MaineHealth to suspend elective procedures, non-urgent office visits in response to COVID-19 outbreak
March 16, 2020
Contact: John Porter
Portland, Maine – The nine local health organizations within MaineHealth are suspending elective medical procedures and postponing non-urgent office visits to its practices in response to the coronavirus outbreak. Those cancellations are expected to take place by end of the day Friday.
“Supporting public health efforts to reduce the spread of COVID-19 in Maine is one of the approaches we can take to protect our patients, families and care teams,” said Joan Boomsma, MD, chief medical officer of MaineHealth. “Keeping patients at home who are scheduled for non-urgent services rather than having them come to the hospital or office will help keep them safe and reduce the spread of coronavirus.”
During a Sunday evening press conference, Gov. Janet Mills outlined a number of steps and recommendations for dealing with the outbreak, one of which was for hospital systems to suspend elective procedures. At MaineHealth, such a step was already in the planning stages for the nine local hospital systems in its network in Maine and Carroll County, N.H. MaineHealth has made the decision to move ahead with those cancellations, a process that will roll out over the next five days.
MaineHealth is asking that patients not call to check on the status of a procedure or office visit, but rather await notice from the hospital or practice.
“We need our front-line people available to help us manage the calls we are receiving with respect to COVID-19, which are considerable,” said Boomsma. “While it is understandable that people want information about their pending procedures, calling at this time wouldn’t be productive and could hamper our efforts to support patients with critical needs.
“We want to emphasize that, if someone calls today, we may not be able to provide exact information because we are still in the process of determining what care can and should be postponed,” said Boomsma. “We ask that people wait to be notified by their health care provider rather than calling and overwhelming our hospitals and practices.”
Boomsma also noted that MaineHealth doesn’t take such a step lightly.
“We recognize that for our patients this is much more than an inconvenience,” she said. “There is anticipation and often anxiety ahead of any medical procedure, and having it completed often brings physical and mental relief. We ask, however, that you please consider how this will help us support our communities as they confront the COVID-19 outbreak.”
Cancelling elective procedures and non-essential office visits will allow MaineHealth to redirect its most scarce and important resource – its care team members – to the patients who most need their help. Doing so will also conserve the protective equipment vital to providing care in a way that safeguards caregivers as well as the larger community. Cancelling elective procedures will also help keep beds available in the event of a surge in demand related to COVD-19.

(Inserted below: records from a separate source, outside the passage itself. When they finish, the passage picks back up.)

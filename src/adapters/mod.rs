// Adapters layer: concrete implementations for external systems (storage,
// provider HTTP APIs, the PDF toolkit subprocesses).

pub mod anthropic;
pub mod openai;
pub mod pdftk;
pub mod storage;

And importantly, this step will reduce community spread of the coronavirus by bringing only the patients who need to be seen to MaineHealth facilities, thus reducing person-to-person contact in the community.
To help stop the spread of infection, the federal Centers for Disease Control recommends community members continue to practice good hand hygiene, stay home when they’re sick and cover coughs and sneezes with a tissue and discard it.

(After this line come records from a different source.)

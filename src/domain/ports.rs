use crate::domain::model::{ExtractionOutcome, FormField, FormPayload};
use crate::utils::error::Result;
use async_trait::async_trait;

pub trait Storage: Send + Sync {
    fn read_file(&self, path: &str) -> impl std::future::Future<Output = Result<Vec<u8>>> + Send;
    fn write_file(
        &self,
        path: &str,
        data: &[u8],
    ) -> impl std::future::Future<Output = Result<()>> + Send;
}

/// Outbound LLM call. Implementations wrap one HTTP API; they take a prompt
/// and return the raw completion text.
#[async_trait]
pub trait LlmProvider: Send + Sync {
    fn name(&self) -> &str;
    async fn complete(&self, prompt: &str) -> Result<String>;
}

/// The external PDF toolkit (pdftk/pdftotext subprocesses in production).
#[async_trait]
pub trait FormToolkit: Send + Sync {
    async fn dump_fields(&self, form_path: &str) -> Result<Vec<FormField>>;
    async fn dump_text(&self, pdf_path: &str) -> Result<String>;
    async fn fill_form(
        &self,
        form_path: &str,
        payload: &FormPayload,
        output_path: &str,
    ) -> Result<()>;
}

#[async_trait]
pub trait Pipeline: Send + Sync {
    async fn extract(&self) -> Result<Vec<ExtractionOutcome>>;
    async fn transform(&self, outcomes: Vec<ExtractionOutcome>) -> Result<FormPayload>;
    async fn load(&self, payload: FormPayload) -> Result<String>;
}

Patients seeking additional information about how MaineHealth is responding to the outbreak of COVID-19 can find it here: https://mainehealth.org/healthy-communities/coronavirus. Those seeking the most up-to-date information on the spread of the novel coronavirus should visit the CDC’s website.
MaineHealth is a not-for-profit integrated health system consisting of nine local hospital systems, a comprehensive behavioral healthcare network, diagnostic services, home health agencies, and more than 1,700 employed and independent physicians working together through an Accountable Care Organization. With close to 22,000 employees, MaineHealth is the largest health system in northern New England and provides preventive care, diagnosis and treatment to 1.1 million residents in Maine and New Hampshire. It includes Franklin Memorial Hospital/Franklin Community Health Network in Farmington, LincolnHealth in Damariscotta and Boothbay Harbor, Maine Behavioral Healthcare in South Portland, MaineHealth Care at Home in Saco, Maine Medical Center in Portland, Memorial Hospital in North Conway, N.H., Mid Coast-Parkview Health in Brunswick, NorDx in Scarborough, Pen Bay Medical Center and Waldo County Hospital in Rockport and Belfast, Southern Maine Health Care in Biddeford and Sanford, Spring Harbor Hospital in Westbrook and Stephens Memorial Hospital/Western Maine Health Care in Norway. MaineHealth Affiliates include Maine General Health in Augusta and Waterville, New England Rehabilitation Hospital in Portland and St. Mary's Regional Medical Center in Lewiston. It is also a significant stakeholder in the MaineHealth Accountable Care Organization in Portland.